Reproduce only the lines of the material below that start at the line containing "delay between attempts." and stop at the line containing "before it, or". Keep both end lines.

----------

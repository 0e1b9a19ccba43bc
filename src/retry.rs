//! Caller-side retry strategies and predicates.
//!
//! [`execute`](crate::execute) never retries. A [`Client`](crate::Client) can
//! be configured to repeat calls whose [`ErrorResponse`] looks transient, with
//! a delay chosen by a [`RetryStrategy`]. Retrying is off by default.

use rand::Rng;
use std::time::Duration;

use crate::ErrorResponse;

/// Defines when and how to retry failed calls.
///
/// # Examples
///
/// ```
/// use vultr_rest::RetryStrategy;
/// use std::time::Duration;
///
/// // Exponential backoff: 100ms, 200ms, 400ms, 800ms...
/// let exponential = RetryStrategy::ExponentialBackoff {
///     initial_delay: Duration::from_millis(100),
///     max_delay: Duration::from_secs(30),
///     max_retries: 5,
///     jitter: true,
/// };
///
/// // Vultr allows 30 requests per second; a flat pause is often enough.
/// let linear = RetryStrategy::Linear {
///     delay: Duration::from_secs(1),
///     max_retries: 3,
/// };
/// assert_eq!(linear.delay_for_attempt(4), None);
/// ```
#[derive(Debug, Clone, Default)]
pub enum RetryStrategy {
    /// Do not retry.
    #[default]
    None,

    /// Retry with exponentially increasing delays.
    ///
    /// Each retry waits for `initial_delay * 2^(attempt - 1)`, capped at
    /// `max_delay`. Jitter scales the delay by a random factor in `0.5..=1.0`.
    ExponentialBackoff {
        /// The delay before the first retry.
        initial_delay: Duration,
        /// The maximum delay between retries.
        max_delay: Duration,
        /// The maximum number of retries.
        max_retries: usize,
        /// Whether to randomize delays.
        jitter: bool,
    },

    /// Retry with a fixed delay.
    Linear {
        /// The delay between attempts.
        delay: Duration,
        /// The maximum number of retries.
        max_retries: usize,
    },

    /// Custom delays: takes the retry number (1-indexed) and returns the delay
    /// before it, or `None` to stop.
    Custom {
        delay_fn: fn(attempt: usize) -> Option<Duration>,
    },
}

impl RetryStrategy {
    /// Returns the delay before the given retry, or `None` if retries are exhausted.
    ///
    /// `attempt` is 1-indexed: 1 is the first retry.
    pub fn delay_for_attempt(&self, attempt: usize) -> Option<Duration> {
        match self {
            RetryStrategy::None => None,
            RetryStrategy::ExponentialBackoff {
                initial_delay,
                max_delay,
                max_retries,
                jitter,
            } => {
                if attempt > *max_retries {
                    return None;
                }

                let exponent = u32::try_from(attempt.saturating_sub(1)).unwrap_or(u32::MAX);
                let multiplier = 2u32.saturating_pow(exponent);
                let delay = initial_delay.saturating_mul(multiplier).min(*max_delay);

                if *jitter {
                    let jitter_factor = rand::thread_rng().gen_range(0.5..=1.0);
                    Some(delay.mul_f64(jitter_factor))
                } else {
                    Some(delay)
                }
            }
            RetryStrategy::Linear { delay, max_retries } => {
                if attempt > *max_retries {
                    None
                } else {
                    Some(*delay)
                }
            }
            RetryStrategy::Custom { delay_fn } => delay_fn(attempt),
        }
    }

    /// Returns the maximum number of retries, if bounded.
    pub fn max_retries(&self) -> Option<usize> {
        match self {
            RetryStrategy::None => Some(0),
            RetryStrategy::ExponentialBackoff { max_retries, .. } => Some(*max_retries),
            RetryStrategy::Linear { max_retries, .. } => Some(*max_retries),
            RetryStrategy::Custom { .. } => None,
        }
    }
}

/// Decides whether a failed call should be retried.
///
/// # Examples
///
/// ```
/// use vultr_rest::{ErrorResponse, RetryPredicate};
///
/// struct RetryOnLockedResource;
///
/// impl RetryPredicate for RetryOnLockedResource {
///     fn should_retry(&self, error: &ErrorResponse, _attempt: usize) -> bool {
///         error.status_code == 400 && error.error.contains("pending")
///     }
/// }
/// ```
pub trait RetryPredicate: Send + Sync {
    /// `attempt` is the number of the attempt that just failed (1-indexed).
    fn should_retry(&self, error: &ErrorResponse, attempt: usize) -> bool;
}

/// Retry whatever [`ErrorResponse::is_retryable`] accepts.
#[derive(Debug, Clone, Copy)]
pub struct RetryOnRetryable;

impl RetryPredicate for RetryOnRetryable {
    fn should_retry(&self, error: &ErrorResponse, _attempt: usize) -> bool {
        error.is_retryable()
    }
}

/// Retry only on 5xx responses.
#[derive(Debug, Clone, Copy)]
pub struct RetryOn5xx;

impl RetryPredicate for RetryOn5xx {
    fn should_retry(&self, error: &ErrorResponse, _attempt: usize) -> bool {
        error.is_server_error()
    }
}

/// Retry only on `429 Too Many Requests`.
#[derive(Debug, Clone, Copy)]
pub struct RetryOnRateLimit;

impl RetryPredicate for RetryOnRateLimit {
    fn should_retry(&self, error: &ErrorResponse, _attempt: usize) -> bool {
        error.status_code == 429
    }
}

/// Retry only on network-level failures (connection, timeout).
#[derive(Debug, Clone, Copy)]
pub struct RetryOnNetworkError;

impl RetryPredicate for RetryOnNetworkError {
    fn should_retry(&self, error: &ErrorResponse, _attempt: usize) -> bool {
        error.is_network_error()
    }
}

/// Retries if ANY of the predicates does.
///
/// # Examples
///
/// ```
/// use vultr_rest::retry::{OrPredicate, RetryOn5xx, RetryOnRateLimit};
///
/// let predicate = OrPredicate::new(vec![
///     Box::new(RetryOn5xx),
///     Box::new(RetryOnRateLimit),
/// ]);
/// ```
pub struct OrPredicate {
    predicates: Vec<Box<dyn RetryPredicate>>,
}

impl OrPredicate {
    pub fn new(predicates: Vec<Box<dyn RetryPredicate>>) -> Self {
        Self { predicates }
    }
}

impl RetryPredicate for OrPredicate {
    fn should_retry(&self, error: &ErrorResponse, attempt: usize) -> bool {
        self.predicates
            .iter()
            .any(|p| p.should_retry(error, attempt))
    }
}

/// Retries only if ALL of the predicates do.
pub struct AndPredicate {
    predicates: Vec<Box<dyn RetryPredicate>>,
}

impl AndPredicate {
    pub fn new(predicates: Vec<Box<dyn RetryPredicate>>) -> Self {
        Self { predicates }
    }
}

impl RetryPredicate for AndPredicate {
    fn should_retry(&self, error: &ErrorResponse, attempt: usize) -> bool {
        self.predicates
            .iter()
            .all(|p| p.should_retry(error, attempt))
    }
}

----------

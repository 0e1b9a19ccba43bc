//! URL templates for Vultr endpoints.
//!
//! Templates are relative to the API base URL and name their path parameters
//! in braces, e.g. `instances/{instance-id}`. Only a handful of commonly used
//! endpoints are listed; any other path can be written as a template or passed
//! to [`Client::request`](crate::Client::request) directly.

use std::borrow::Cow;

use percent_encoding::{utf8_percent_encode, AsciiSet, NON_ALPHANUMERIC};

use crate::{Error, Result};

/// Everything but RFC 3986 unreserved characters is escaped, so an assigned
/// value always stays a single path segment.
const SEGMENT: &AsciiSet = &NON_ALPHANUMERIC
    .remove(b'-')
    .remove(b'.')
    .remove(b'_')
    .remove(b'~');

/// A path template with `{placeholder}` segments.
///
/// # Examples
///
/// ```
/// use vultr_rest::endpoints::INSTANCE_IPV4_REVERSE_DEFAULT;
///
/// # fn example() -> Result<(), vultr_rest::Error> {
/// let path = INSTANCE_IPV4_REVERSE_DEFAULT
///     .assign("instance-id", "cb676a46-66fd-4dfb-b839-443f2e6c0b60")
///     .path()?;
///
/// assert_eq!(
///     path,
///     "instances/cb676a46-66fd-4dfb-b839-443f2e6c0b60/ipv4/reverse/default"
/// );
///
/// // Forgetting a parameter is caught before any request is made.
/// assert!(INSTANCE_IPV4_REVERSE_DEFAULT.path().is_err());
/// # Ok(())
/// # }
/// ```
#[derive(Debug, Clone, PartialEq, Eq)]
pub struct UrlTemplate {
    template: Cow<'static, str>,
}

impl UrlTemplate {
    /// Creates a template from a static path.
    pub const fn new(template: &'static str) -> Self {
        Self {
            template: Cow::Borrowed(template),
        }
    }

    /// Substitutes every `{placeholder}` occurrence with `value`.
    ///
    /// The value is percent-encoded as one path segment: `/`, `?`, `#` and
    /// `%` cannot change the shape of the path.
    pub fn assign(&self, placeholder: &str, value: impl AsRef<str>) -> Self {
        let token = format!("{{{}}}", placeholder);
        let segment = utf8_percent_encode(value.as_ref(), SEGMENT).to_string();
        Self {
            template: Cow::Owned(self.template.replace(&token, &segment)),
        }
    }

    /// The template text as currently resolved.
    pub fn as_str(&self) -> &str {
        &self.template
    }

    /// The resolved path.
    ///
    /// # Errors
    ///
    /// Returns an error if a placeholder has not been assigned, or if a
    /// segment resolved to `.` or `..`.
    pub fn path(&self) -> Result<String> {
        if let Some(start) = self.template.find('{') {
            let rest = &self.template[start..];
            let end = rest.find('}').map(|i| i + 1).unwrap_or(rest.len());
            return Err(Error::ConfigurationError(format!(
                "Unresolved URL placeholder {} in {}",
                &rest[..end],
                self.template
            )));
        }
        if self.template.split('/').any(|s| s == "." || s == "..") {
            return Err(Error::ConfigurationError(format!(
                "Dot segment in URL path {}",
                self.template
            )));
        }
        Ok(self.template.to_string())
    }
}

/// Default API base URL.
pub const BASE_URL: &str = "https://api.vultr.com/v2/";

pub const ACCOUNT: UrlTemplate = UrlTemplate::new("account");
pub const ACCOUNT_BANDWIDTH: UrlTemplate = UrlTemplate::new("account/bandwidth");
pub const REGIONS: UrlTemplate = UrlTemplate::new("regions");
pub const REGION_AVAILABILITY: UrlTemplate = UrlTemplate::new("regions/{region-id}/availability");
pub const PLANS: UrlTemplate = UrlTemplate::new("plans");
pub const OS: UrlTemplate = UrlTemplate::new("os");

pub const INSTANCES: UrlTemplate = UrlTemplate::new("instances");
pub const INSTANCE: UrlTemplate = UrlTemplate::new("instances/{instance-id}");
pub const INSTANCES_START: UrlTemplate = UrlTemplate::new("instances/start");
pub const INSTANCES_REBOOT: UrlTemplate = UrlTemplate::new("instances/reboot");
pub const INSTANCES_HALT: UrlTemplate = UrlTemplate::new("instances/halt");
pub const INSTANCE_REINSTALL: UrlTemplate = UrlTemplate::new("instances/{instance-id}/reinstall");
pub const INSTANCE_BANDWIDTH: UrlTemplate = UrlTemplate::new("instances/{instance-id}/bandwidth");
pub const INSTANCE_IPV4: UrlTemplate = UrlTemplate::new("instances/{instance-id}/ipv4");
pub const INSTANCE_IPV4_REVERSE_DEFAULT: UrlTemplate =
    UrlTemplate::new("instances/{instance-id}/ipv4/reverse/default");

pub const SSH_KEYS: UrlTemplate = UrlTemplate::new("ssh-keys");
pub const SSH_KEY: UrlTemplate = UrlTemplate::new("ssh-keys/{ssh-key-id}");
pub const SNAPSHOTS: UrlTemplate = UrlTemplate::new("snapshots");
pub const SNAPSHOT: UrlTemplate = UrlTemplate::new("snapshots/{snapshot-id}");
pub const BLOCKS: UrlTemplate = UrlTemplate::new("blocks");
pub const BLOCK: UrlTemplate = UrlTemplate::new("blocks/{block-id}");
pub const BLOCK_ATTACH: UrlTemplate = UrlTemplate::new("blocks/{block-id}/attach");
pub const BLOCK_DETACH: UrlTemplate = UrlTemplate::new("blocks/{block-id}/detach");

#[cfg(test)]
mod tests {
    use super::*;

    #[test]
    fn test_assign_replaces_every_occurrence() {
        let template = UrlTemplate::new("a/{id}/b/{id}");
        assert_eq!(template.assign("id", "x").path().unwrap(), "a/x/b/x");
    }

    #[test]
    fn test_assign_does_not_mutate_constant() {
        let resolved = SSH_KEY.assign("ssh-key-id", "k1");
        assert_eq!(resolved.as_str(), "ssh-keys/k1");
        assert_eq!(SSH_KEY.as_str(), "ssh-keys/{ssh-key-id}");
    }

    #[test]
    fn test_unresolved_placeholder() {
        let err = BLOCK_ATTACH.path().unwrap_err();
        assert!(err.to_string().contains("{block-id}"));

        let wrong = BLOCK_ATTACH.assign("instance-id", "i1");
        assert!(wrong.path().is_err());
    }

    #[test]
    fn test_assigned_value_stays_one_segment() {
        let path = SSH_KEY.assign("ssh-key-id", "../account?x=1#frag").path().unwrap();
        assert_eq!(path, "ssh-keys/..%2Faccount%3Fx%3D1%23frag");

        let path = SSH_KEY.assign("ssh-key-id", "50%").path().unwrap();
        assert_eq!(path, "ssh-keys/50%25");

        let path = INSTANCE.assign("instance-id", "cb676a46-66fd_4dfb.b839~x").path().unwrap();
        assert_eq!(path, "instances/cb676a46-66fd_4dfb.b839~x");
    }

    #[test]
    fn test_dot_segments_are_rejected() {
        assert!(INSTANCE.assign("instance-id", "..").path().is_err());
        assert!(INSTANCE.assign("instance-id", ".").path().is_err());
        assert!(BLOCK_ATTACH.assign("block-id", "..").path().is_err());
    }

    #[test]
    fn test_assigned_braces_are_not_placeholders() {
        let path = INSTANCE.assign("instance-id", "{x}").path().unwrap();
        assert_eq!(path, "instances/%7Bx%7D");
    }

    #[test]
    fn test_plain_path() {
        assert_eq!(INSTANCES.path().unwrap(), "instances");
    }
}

----------

TASK OUTPUT
        /// The delay between attempts.
        delay: Duration,
        /// The maximum number of retries.
        max_retries: usize,
    },

    /// Custom delays: takes the retry number (1-indexed) and returns the delay
    /// before it, or `None` to stop.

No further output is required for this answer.